# WHAT TO PRODUCE
Which of the lines below hold the word "Bytes"? Pull each of them out.

#### DATA PROVIDED ####

// This file is part of Opvet.
//
// Opvet is free software: you can redistribute it and/or modify it under the
// terms of the GNU Lesser General Public License as published by the Free Software
// Foundation, either version 3 of the License, or (at your option) any later version.
//
// Opvet is distributed in the hope that it will be useful, but WITHOUT ANY WARRANTY;
// without even the implied warranty of MERCHANTABILITY or FITNESS FOR A PARTICULAR PURPOSE.
// See the GNU General Public License for more details.
//
// You should have received a copy of the GNU General Public License along with Opvet.
// If not, see https://www.gnu.org/licenses/.

//! Validation-phase simulation: the context, the per-step rule inspector,
//! the storage rule engine and the phased driver.

mod context;
pub use context::{ValidationContext, ViolationAbort};

mod inspector;
pub use inspector::ValidationInspector;

mod rules;
pub use rules::{get_storage_restriction, StorageRestriction, StorageRuleArgs};

mod simulator;
pub use simulator::{Settings, SimulationResult, Simulator};
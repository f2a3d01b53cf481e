// This file is part of Opvet.
//
// Opvet is free software: you can redistribute it and/or modify it under the
// terms of the GNU Lesser General Public License as published by the Free Software
// Foundation, either version 3 of the License, or (at your option) any later version.
//
// Opvet is distributed in the hope that it will be useful, but WITHOUT ANY WARRANTY;
// without even the implied warranty of MERCHANTABILITY or FITNESS FOR A PARTICULAR PURPOSE.
// See the GNU General Public License for more details.
//
// You should have received a copy of the GNU General Public License along with Opvet.
// If not, see https://www.gnu.org/licenses/.

mod cli;

fn main() {
    if let Err(err) = cli::run() {
        eprintln!("Error: {err:?}");
        std::process::exit(1);
    }
}
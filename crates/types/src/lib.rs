// This file is part of Opvet.
//
// Opvet is free software: you can redistribute it and/or modify it under the
// terms of the GNU Lesser General Public License as published by the Free Software
// Foundation, either version 3 of the License, or (at your option) any later version.
//
// Opvet is distributed in the hope that it will be useful, but WITHOUT ANY WARRANTY;
// without even the implied warranty of MERCHANTABILITY or FITNESS FOR A PARTICULAR PURPOSE.
// See the GNU General Public License for more details.
//
// You should have received a copy of the GNU General Public License along with Opvet.
// If not, see https://www.gnu.org/licenses/.

#![warn(missing_docs, unreachable_pub)]
#![deny(unused_must_use, rust_2018_idioms)]
//! Domain types shared by the opvet crates.
//!
//! Includes:
//!
//! - The ERC-4337 v0.7 `PackedUserOperation` wire format and its unpacking
//!   accessors
//! - Validation-phase entities and rule violations
//! - The EIP-7562 opcode classification table
//! - Reputation status and entries for factories and paymasters

mod constants;
pub use constants::{
    ENTRY_POINT_ADDRESS_V0_7, VALIDATE_PAYMASTER_USER_OP_SELECTOR, VALIDATE_USER_OP_SELECTOR,
};

mod entity;
pub use entity::EntityKind;

pub mod opcode;
pub use opcode::{OpcodeClass, OpcodeId};

mod reputation;
pub use reputation::{ReputationEntry, ReputationStatus};

mod user_operation;
pub use user_operation::PackedUserOperation;

mod violation;
pub use violation::{Violation, ViolationKind};
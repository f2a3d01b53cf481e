// This file is part of Opvet.
//
// Opvet is free software: you can redistribute it and/or modify it under the
// terms of the GNU Lesser General Public License as published by the Free Software
// Foundation, either version 3 of the License, or (at your option) any later version.
//
// Opvet is distributed in the hope that it will be useful, but WITHOUT ANY WARRANTY;
// without even the implied warranty of MERCHANTABILITY or FITNESS FOR A PARTICULAR PURPOSE.
// See the GNU General Public License for more details.
//
// You should have received a copy of the GNU General Public License along with Opvet.
// If not, see https://www.gnu.org/licenses/.

#![warn(missing_docs, unreachable_pub)]
#![deny(unused_must_use, rust_2018_idioms)]
//! Admission checks for ERC-4337 user operations.
//!
//! Includes implementations for:
//!
//! - Structural validation of loosely typed operation records
//! - The pre-verification gas floor
//! - Validation-phase simulation with EIP-7562 opcode, creation and
//!   storage rules
//! - Reputation tracking for factories and paymasters

pub mod gas;
pub use gas::{calc_pre_verification_gas, GasOverheads};

mod precheck;
pub use precheck::{check_user_op_structure, parse_user_op, StructureCheck};

mod reputation;
pub use reputation::{InMemoryReputation, ReputationParams, ReputationTracker};

pub mod simulation;
pub use simulation::{
    Settings as SimulationSettings, SimulationResult, Simulator, ValidationContext,
    ValidationInspector,
};
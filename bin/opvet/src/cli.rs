// This file is part of Opvet.
//
// Opvet is free software: you can redistribute it and/or modify it under the
// terms of the GNU Lesser General Public License as published by the Free Software
// Foundation, either version 3 of the License, or (at your option) any later version.
//
// Opvet is distributed in the hope that it will be useful, but WITHOUT ANY WARRANTY;
// without even the implied warranty of MERCHANTABILITY or FITNESS FOR A PARTICULAR PURPOSE.
// See the GNU General Public License for more details.
//
// You should have received a copy of the GNU General Public License along with Opvet.
// If not, see https://www.gnu.org/licenses/.

use std::{collections::HashMap, fs, path::PathBuf, process, sync::Arc};

use anyhow::Context;
use clap::{Args, Parser, Subcommand};
use ethers::types::{Address, Bytes};
use opvet_evm::Evm;
use opvet_rpc::{classify_simulation, classify_structure};
use opvet_sim::{
    check_user_op_structure, parse_user_op, InMemoryReputation, ReputationParams,
    SimulationResult, SimulationSettings, Simulator, StructureCheck,
};
use opvet_types::ENTRY_POINT_ADDRESS_V0_7;
use serde::Serialize;
use serde_json::Value;
use tracing_subscriber::EnvFilter;

/// Parse the CLI arguments and run the chosen subcommand
pub(crate) fn run() -> anyhow::Result<()> {
    tracing_subscriber::fmt()
        .with_env_filter(EnvFilter::from_default_env())
        .init();
    let opt = Cli::parse();
    tracing::debug!("parsed CLI options: {opt:?}");
    match opt.command {
        Command::Check(args) => check(args),
    }
}

#[derive(Debug, Parser)]
#[command(name = "opvet", about = "ERC-4337 v0.7 user operation admission validator")]
struct Cli {
    #[command(subcommand)]
    command: Command,
}

#[derive(Debug, Subcommand)]
enum Command {
    /// Check a user operation for bundle includability
    ///
    /// Runs the structural checks, then simulates the validation phases
    /// against the embedded EVM with the EIP-7562 rules enforced.
    #[command(name = "check")]
    Check(CheckArgs),
}

#[derive(Debug, Args)]
struct CheckArgs {
    /// Path to the user operation JSON file
    op: PathBuf,

    /// Path to a JSON object mapping addresses to runtime code, deployed
    /// into the EVM before simulation
    #[arg(long)]
    state: Option<PathBuf>,

    /// Entry point address the validation calls originate from
    #[arg(long)]
    entry_point: Option<Address>,

    /// Validation-rule failures before a factory or paymaster is throttled
    #[arg(long, default_value_t = 2)]
    throttle_threshold: u64,

    /// Validation-rule failures before a factory or paymaster is banned
    #[arg(long, default_value_t = 5)]
    ban_threshold: u64,

    /// Print the outcome as JSON instead of a human-readable report
    #[arg(long)]
    json: bool,
}

#[derive(Debug, Serialize)]
#[serde(rename_all = "camelCase")]
struct Report {
    structure: StructureCheck,
    #[serde(skip_serializing_if = "Option::is_none")]
    simulation: Option<SimulationResult>,
    #[serde(skip_serializing_if = "Option::is_none")]
    error_code: Option<i32>,
}

fn check(args: CheckArgs) -> anyhow::Result<()> {
    let raw = fs::read_to_string(&args.op)
        .with_context(|| format!("failed to read {}", args.op.display()))?;
    let value: Value = serde_json::from_str(&raw)
        .with_context(|| format!("{} is not valid JSON", args.op.display()))?;

    let structure = check_user_op_structure(&value);
    if !structure.is_valid {
        let code = classify_structure(&structure).map(|error| error.code());
        return finish(
            args.json,
            Report {
                structure,
                simulation: None,
                error_code: code,
            },
        );
    }

    let op = parse_user_op(&value).context("operation failed to parse after passing checks")?;

    let mut evm = Evm::new();
    if let Some(path) = &args.state {
        let raw = fs::read_to_string(path)
            .with_context(|| format!("failed to read {}", path.display()))?;
        let deployments: HashMap<Address, Bytes> =
            serde_json::from_str(&raw).context("state file must map addresses to hex code")?;
        for (address, code) in deployments {
            evm.state_mut().put_code(address, code);
        }
    }

    let reputation = Arc::new(InMemoryReputation::new(ReputationParams {
        throttle_threshold: args.throttle_threshold,
        ban_threshold: args.ban_threshold,
    }));
    let entry_point = args.entry_point.unwrap_or(ENTRY_POINT_ADDRESS_V0_7);
    let mut simulator = Simulator::new(evm, entry_point, reputation, SimulationSettings::default());
    let simulation = simulator.simulate_validation(&op);
    let error_code = classify_simulation(&simulation).map(|error| error.code());

    finish(
        args.json,
        Report {
            structure,
            simulation: Some(simulation),
            error_code,
        },
    )
}

fn finish(as_json: bool, report: Report) -> anyhow::Result<()> {
    let includable = report.error_code.is_none();
    if as_json {
        println!("{}", serde_json::to_string_pretty(&report)?);
    } else {
        print_human(&report);
    }
    if !includable {
        process::exit(1);
    }
    Ok(())
}

fn print_human(report: &Report) {
    if !report.structure.is_valid {
        println!("structurally invalid user operation:");
        for error in &report.structure.errors {
            println!("  - {error}");
        }
    }
    if let Some(simulation) = &report.simulation {
        for error in &simulation.errors {
            println!("error: {error}");
        }
        for violation in &simulation.violations {
            println!("violation: {violation}");
        }
        if let Some(gas) = simulation.gas_used {
            println!("validation gas used: {gas}");
        }
        if simulation.is_valid {
            println!("operation is includable");
        }
    }
    if let Some(code) = report.error_code {
        println!("rejected with code {code}");
    }
}

#[cfg(test)]
mod tests {
    use clap::CommandFactory;

    use super::*;

    #[test]
    fn cli_definition_is_consistent() {
        Cli::command().debug_assert();
    }
}
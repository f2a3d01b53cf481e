// This file is part of Opvet.
//
// Opvet is free software: you can redistribute it and/or modify it under the
// terms of the GNU Lesser General Public License as published by the Free Software
// Foundation, either version 3 of the License, or (at your option) any later version.
//
// Opvet is distributed in the hope that it will be useful, but WITHOUT ANY WARRANTY;
// without even the implied warranty of MERCHANTABILITY or FITNESS FOR A PARTICULAR PURPOSE.
// See the GNU General Public License for more details.
//
// You should have received a copy of the GNU General Public License along with Opvet.
// If not, see https://www.gnu.org/licenses/.

use ethers::types::Address;
use opvet_types::{EntityKind, Violation};

/// Signalled by [`ValidationContext::record_violation`] when the context is
/// in throw mode: the first violation halts the current phase.
#[derive(Debug, Clone, Eq, PartialEq)]
pub struct ViolationAbort {
    /// The recorded violation's message
    pub message: String,
}

/// Mutable record of one simulation run.
///
/// Owned by the driver for the life of a single simulation and lent to the
/// step inspector per phase. The entity changes only at phase boundaries
/// and the violation list only grows.
#[derive(Debug)]
pub struct ValidationContext {
    entity: EntityKind,
    sender: Address,
    entry_point: Address,
    factory: Option<Address>,
    paymaster: Option<Address>,
    violations: Vec<Violation>,
    throw_on_violation: bool,
}

impl ValidationContext {
    /// A context for one simulation of the given participants. The active
    /// entity starts at `Sender`.
    pub fn new(
        sender: Address,
        entry_point: Address,
        factory: Option<Address>,
        paymaster: Option<Address>,
        throw_on_violation: bool,
    ) -> Self {
        Self {
            entity: EntityKind::Sender,
            sender,
            entry_point,
            factory,
            paymaster,
            violations: Vec::new(),
            throw_on_violation,
        }
    }

    /// The entity whose phase is currently executing
    pub fn entity(&self) -> EntityKind {
        self.entity
    }

    /// The operation's sender
    pub fn sender(&self) -> Address {
        self.sender
    }

    /// The entry point the phases are called from
    pub fn entry_point(&self) -> Address {
        self.entry_point
    }

    /// The declared factory, if any
    pub fn factory(&self) -> Option<Address> {
        self.factory
    }

    /// The declared paymaster, if any
    pub fn paymaster(&self) -> Option<Address> {
        self.paymaster
    }

    /// Whether the first violation halts the current phase
    pub fn throws_on_violation(&self) -> bool {
        self.throw_on_violation
    }

    /// Move to the next phase's entity. Only the driver calls this, at
    /// phase boundaries.
    pub fn set_entity(&mut self, entity: EntityKind) {
        debug_assert!(
            entity != EntityKind::Factory || self.factory.is_some(),
            "factory phase without a declared factory"
        );
        debug_assert!(
            entity != EntityKind::Paymaster || self.paymaster.is_some(),
            "paymaster phase without a declared paymaster"
        );
        self.entity = entity;
    }

    /// Append a violation. In throw mode the violation is still recorded
    /// and the abort signal carries its message.
    pub fn record_violation(&mut self, violation: Violation) -> Result<(), ViolationAbort> {
        let message = violation.to_string();
        self.violations.push(violation);
        if self.throw_on_violation {
            return Err(ViolationAbort { message });
        }
        Ok(())
    }

    /// The violations recorded so far, in emission order
    pub fn violations(&self) -> &[Violation] {
        &self.violations
    }

    /// Consume the context, yielding its violations
    pub fn into_violations(self) -> Vec<Violation> {
        self.violations
    }
}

####

# OUTPUT
use ethers::types::{Address, Bytes};
        let deployments: HashMap<Address, Bytes> =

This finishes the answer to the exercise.